:: EXERCISE OBJECTIVE ::
Locate the word "version" in the entries below, then gather every line that holds it.

(Data extracted from a collection)
────────────────────

pub mod snapshot_logger;

pub use snapshot_logger::*;
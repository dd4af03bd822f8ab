fn main() -> anyhow::Result<()> {
    bookings::Cli::run()
}
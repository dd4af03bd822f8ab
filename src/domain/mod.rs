pub mod booking;
pub mod date_range;
pub mod store;
pub mod validator;

pub use booking::*;
pub use date_range::*;
pub use store::*;
pub use validator::*;
pub mod hooks;
pub mod logger;
pub mod plugins;

pub use hooks::*;
pub use logger::*;
pub use plugins::*;
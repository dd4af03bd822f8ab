use crossterm::ExecutableCommand;
use crossterm::terminal::{
    EnterAlternateScreen, LeaveAlternateScreen, disable_raw_mode, enable_raw_mode,
};
use crossterm::tty::IsTty;
use ratatui::{Frame, Terminal, backend::CrosstermBackend};
use std::io::{self, Stdout, stdout};

/// Raw-mode alternate screen, restored on drop
pub struct TerminalSession {
    terminal: Terminal<CrosstermBackend<Stdout>>,
    restored: bool,
}

impl TerminalSession {
    pub fn new() -> io::Result<Self> {
        if !IsTty::is_tty(&stdout()) {
            return Err(io::Error::new(
                io::ErrorKind::Unsupported,
                "Not running in a TTY, cannot initialize terminal interface",
            ));
        }

        enable_raw_mode()
            .map_err(|e| io::Error::other(format!("Failed to enable raw mode: {}", e)))?;

        stdout().execute(EnterAlternateScreen).map_err(|e| {
            let _ = disable_raw_mode();
            io::Error::other(format!("Failed to enter alternate screen: {}", e))
        })?;

        let terminal = Terminal::new(CrosstermBackend::new(stdout())).map_err(|e| {
            let _ = disable_raw_mode();
            let _ = stdout().execute(LeaveAlternateScreen);
            io::Error::other(format!("Failed to create terminal: {}", e))
        })?;

        Ok(Self {
            terminal,
            restored: false,
        })
    }

    pub fn draw<F>(&mut self, render: F) -> io::Result<()>
    where
        F: FnOnce(&mut Frame),
    {
        self.terminal.draw(render)?;
        Ok(())
    }

    pub fn restore(&mut self) -> io::Result<()> {
        if self.restored {
            return Ok(());
        }
        self.restored = true;
        disable_raw_mode()?;
        self.terminal.backend_mut().execute(LeaveAlternateScreen)?;
        self.terminal.show_cursor()?;
        Ok(())
    }
}

impl Drop for TerminalSession {
    fn drop(&mut self) {
        let _ = self.restore();
    }
}
use crate::domain::{BookingEntry, Snapshot};
use anyhow::Result;

/// What produced a published snapshot
#[derive(Debug, Clone, PartialEq)]
pub enum SnapshotChange {
    Added(BookingEntry),
    Removed(BookingEntry),
}

/// Context provided to snapshot listeners
#[derive(Debug, Clone, Copy)]
pub struct PublishContext<'a> {
    pub version: u64,
    pub change: &'a SnapshotChange,
}

/// Trait for plugins that react to newly published snapshots
pub trait SnapshotListener {
    /// Called after the store has replaced its snapshot
    fn on_snapshot(&self, context: &PublishContext, snapshot: &Snapshot) -> Result<()>;

    /// Human-readable name for this listener
    fn name(&self) -> &str;
}

#[derive(Debug, Clone, Copy, PartialEq, Eq, Hash)]
pub struct SubscriptionId(u64);

/// Registry of snapshot listeners, notified in registration order
pub struct ListenerRegistry {
    listeners: Vec<(SubscriptionId, Box<dyn SnapshotListener>)>,
    next_id: u64,
}

impl ListenerRegistry {
    pub fn new() -> Self {
        Self {
            listeners: Vec::new(),
            next_id: 0,
        }
    }

    pub fn register<L>(&mut self, listener: L) -> SubscriptionId
    where
        L: SnapshotListener + 'static,
    {
        let id = SubscriptionId(self.next_id);
        self.next_id += 1;
        log::debug!("Registered snapshot listener '{}'", listener.name());
        self.listeners.push((id, Box::new(listener)));
        id
    }

    /// Returns false if `id` was not registered
    pub fn unregister(&mut self, id: SubscriptionId) -> bool {
        let before = self.listeners.len();
        self.listeners.retain(|(existing, _)| *existing != id);
        self.listeners.len() != before
    }

    /// Notify every listener. A failing listener is logged and skipped.
    pub fn notify(&self, context: &PublishContext, snapshot: &Snapshot) {
        for (_, listener) in &self.listeners {
            if let Err(e) = listener.on_snapshot(context, snapshot) {
                log::warn!("Snapshot listener '{}' failed: {}", listener.name(), e);
            }
        }
    }

    pub fn list_listeners(&self) -> Vec<&str> {
        self.listeners.iter().map(|(_, l)| l.name()).collect()
    }

    pub fn len(&self) -> usize {
        self.listeners.len()
    }

    pub fn is_empty(&self) -> bool {
        self.listeners.is_empty()
    }
}

impl Default for ListenerRegistry {
    fn default() -> Self {
        Self::new()
    }
}

#[cfg(test)]
mod tests {
    use super::*;
    use chrono::NaiveDate;
    use std::cell::RefCell;
    use std::rc::Rc;

    struct Named {
        name: &'static str,
        calls: Rc<RefCell<Vec<&'static str>>>,
        fail: bool,
    }

    impl SnapshotListener for Named {
        fn on_snapshot(&self, _context: &PublishContext, _snapshot: &Snapshot) -> Result<()> {
            self.calls.borrow_mut().push(self.name);
            if self.fail {
                anyhow::bail!("{} refused", self.name);
            }
            Ok(())
        }

        fn name(&self) -> &str {
            self.name
        }
    }

    fn publish(registry: &ListenerRegistry) {
        let day = NaiveDate::from_ymd_opt(2024, 6, 1).unwrap();
        let entry = BookingEntry::new(day, day, "Alice");
        let change = SnapshotChange::Added(entry.clone());
        let snapshot: Snapshot = vec![entry].into();
        registry.notify(
            &PublishContext {
                version: 1,
                change: &change,
            },
            &snapshot,
        );
    }

    #[test]
    fn test_failing_listener_does_not_stop_others() {
        let calls = Rc::new(RefCell::new(Vec::new()));
        let mut registry = ListenerRegistry::new();
        registry.register(Named {
            name: "first",
            calls: calls.clone(),
            fail: true,
        });
        registry.register(Named {
            name: "second",
            calls: calls.clone(),
            fail: false,
        });

        publish(&registry);

        assert_eq!(*calls.borrow(), vec!["first", "second"]);
        assert_eq!(registry.list_listeners(), vec!["first", "second"]);
    }

    #[test]
    fn test_unregister_only_removes_matching_id() {
        let calls = Rc::new(RefCell::new(Vec::new()));
        let mut registry = ListenerRegistry::new();
        let first = registry.register(Named {
            name: "first",
            calls: calls.clone(),
            fail: false,
        });
        registry.register(Named {
            name: "second",
            calls: calls.clone(),
            fail: false,
        });

        assert!(registry.unregister(first));
        assert_eq!(registry.len(), 1);
        publish(&registry);

        assert_eq!(*calls.borrow(), vec!["second"]);
    }
}
use crate::domain::Snapshot;
use crate::infrastructure::{PublishContext, SnapshotChange, SnapshotListener};
use anyhow::Result;

/// Plugin that writes a log line for every published snapshot
pub struct SnapshotLoggerListener;

impl SnapshotListener for SnapshotLoggerListener {
    fn on_snapshot(&self, context: &PublishContext, snapshot: &Snapshot) -> Result<()> {
        let (verb, entry) = match context.change {
            SnapshotChange::Added(entry) => ("added", entry),
            SnapshotChange::Removed(entry) => ("removed", entry),
        };

        log::info!(
            "Snapshot v{}: {} {} - {} booking(s)",
            context.version,
            verb,
            entry,
            snapshot.len()
        );

        Ok(())
    }

    fn name(&self) -> &str {
        "Snapshot Logger"
    }
}
use crate::domain::BookingEntry;
use crate::infrastructure::{
    ListenerRegistry, PublishContext, SnapshotChange, SnapshotListener, SubscriptionId,
};
use chrono::NaiveDate;
use std::rc::Rc;

/// Immutable view of the booking collection at one point in time.
pub type Snapshot = Rc<[BookingEntry]>;

/// Owns the session's bookings. Every mutation swaps in a whole new
/// snapshot before any listener runs, so readers never see a partial list.
pub struct BookingStore {
    entries: Snapshot,
    version: u64,
    listeners: ListenerRegistry,
}

impl BookingStore {
    pub fn new() -> Self {
        Self {
            entries: Vec::new().into(),
            version: 0,
            listeners: ListenerRegistry::new(),
        }
    }

    /// Current snapshot, in insertion order.
    pub fn bookings_entries(&self) -> Snapshot {
        Rc::clone(&self.entries)
    }

    /// Number of snapshots published since the store was created.
    pub fn version(&self) -> u64 {
        self.version
    }

    pub fn len(&self) -> usize {
        self.entries.len()
    }

    pub fn is_empty(&self) -> bool {
        self.entries.is_empty()
    }

    /// Appends a new entry. Callers are expected to have validated the input.
    pub fn add_booking_entry(
        &mut self,
        arrival_date: NaiveDate,
        departure_date: NaiveDate,
        name: impl Into<String>,
    ) {
        let entry = BookingEntry::new(arrival_date, departure_date, name);
        log::debug!("Adding booking entry {}", entry);

        let mut next = Vec::with_capacity(self.entries.len() + 1);
        next.extend_from_slice(&self.entries);
        next.push(entry.clone());

        self.publish(next.into(), SnapshotChange::Added(entry));
    }

    /// Removes the first entry structurally equal to `entry`. Absent entries
    /// are ignored and publish nothing.
    pub fn delete_booking_entry(&mut self, entry: &BookingEntry) {
        let Some(position) = self.entries.iter().position(|e| e == entry) else {
            log::debug!("Ignoring delete of absent booking entry {}", entry);
            return;
        };

        let mut next = self.entries.to_vec();
        let removed = next.remove(position);
        log::debug!("Deleted booking entry {} at index {}", removed, position);

        self.publish(next.into(), SnapshotChange::Removed(removed));
    }

    pub fn subscribe<L>(&mut self, listener: L) -> SubscriptionId
    where
        L: SnapshotListener + 'static,
    {
        self.listeners.register(listener)
    }

    pub fn unsubscribe(&mut self, id: SubscriptionId) -> bool {
        self.listeners.unregister(id)
    }

    fn publish(&mut self, snapshot: Snapshot, change: SnapshotChange) {
        self.entries = snapshot;
        self.version += 1;

        let context = PublishContext {
            version: self.version,
            change: &change,
        };
        self.listeners.notify(&context, &self.entries);
    }
}

impl Default for BookingStore {
    fn default() -> Self {
        Self::new()
    }
}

────────────────────

:: ANSWER SECTION ::
    pub version: u64,
                version: 1,
            context.version,
    version: u64,
            version: 0,
    pub fn version(&self) -> u64 {
        self.version
        self.version += 1;
            version: self.version,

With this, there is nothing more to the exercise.